WORK REQUEST
From the entries below, copy every line that has the word "with".

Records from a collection
......

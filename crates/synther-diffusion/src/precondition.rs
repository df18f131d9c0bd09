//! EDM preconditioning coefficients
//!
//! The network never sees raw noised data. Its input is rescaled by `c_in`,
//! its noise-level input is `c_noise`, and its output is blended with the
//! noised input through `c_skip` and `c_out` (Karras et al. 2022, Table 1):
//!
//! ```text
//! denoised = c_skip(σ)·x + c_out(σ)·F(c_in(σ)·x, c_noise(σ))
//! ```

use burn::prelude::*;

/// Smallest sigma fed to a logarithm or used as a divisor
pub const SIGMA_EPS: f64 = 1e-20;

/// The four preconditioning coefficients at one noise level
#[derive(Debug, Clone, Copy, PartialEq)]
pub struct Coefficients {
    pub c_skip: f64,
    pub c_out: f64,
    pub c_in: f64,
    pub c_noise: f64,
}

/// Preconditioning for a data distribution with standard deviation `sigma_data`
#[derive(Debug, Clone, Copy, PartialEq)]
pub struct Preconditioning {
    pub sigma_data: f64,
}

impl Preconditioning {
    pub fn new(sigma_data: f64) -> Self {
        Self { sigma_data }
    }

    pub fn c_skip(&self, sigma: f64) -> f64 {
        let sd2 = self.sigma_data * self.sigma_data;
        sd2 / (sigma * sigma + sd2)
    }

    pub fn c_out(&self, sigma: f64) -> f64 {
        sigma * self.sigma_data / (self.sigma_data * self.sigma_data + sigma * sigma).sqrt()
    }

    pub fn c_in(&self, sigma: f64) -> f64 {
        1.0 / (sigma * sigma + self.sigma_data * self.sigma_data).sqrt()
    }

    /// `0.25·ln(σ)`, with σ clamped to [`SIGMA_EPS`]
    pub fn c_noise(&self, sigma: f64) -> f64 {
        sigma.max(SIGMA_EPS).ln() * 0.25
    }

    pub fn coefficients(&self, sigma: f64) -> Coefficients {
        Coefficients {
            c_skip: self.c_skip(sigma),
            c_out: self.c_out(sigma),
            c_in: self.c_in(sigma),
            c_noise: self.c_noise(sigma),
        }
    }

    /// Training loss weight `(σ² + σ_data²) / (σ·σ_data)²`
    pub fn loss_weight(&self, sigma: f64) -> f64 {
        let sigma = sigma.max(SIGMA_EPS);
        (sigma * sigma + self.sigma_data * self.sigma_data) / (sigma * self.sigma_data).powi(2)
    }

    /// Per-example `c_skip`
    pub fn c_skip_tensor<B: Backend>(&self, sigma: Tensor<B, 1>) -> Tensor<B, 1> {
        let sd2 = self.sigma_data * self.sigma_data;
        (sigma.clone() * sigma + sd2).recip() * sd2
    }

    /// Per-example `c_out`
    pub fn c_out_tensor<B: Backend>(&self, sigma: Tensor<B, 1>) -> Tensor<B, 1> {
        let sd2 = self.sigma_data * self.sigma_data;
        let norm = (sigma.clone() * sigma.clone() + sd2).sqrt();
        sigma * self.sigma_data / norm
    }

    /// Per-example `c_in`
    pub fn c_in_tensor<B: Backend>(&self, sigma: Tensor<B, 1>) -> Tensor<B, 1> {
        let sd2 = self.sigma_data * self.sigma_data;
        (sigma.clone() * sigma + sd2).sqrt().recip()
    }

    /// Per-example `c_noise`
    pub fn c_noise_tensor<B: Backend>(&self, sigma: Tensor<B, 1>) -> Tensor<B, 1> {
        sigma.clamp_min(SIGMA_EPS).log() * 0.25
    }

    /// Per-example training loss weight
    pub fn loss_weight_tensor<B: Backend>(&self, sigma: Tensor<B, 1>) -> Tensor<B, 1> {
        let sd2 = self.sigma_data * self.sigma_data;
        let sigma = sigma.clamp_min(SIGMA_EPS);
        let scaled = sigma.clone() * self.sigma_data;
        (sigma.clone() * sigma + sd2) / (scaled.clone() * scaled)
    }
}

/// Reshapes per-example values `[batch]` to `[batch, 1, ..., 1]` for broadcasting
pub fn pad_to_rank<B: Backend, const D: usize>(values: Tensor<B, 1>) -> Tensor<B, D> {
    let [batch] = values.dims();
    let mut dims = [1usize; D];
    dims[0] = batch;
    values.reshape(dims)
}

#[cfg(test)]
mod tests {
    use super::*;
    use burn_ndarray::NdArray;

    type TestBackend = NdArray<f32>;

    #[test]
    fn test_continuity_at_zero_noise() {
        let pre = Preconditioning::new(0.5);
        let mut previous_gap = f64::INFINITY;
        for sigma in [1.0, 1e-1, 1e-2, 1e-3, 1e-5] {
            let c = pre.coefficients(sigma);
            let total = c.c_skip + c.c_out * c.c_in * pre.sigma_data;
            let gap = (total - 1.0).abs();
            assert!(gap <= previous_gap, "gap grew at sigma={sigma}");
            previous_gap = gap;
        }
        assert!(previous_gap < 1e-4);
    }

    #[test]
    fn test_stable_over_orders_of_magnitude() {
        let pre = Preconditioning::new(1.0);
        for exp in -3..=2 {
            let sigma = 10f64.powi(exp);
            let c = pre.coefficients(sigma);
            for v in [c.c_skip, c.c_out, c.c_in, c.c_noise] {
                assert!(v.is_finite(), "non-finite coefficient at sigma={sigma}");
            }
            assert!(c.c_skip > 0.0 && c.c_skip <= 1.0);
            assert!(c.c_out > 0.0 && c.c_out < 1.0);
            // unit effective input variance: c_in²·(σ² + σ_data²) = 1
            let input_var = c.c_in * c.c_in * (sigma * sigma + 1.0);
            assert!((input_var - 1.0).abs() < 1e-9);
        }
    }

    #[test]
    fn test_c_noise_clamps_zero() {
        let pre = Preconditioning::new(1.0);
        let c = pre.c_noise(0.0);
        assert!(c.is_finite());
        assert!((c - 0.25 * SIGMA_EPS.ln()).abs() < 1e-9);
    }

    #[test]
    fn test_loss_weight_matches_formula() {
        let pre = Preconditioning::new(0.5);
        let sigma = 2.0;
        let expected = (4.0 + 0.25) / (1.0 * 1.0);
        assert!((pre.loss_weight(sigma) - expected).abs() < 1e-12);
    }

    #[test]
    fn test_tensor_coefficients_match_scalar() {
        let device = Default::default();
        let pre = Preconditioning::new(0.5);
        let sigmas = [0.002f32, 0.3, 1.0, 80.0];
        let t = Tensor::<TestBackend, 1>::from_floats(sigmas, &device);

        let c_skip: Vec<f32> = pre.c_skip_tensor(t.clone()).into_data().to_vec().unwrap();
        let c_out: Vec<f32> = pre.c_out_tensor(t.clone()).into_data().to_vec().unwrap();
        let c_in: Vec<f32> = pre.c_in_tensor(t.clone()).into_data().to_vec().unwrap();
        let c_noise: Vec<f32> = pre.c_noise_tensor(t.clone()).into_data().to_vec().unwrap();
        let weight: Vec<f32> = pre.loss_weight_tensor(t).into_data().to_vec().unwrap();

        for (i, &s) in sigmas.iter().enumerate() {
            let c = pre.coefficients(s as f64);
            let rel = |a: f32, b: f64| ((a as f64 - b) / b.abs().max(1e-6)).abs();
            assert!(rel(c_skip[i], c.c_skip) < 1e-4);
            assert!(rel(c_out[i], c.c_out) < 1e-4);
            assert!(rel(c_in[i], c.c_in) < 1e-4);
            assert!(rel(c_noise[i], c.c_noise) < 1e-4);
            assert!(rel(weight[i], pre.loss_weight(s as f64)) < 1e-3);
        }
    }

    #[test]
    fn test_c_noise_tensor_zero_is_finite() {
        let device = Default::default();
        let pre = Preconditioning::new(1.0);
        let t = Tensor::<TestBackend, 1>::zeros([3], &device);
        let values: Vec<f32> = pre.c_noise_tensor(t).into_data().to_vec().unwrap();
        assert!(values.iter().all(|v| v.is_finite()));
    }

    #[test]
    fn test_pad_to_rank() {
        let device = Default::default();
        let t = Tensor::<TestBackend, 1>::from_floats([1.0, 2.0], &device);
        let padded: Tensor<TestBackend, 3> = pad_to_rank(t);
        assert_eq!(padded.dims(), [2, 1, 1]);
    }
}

......

RESPONSE TO THE TASK
//! its noise-level input is `c_noise`, and its output is blended with the
/// Preconditioning for a data distribution with standard deviation `sigma_data`
    /// `0.25·ln(σ)`, with σ clamped to [`SIGMA_EPS`]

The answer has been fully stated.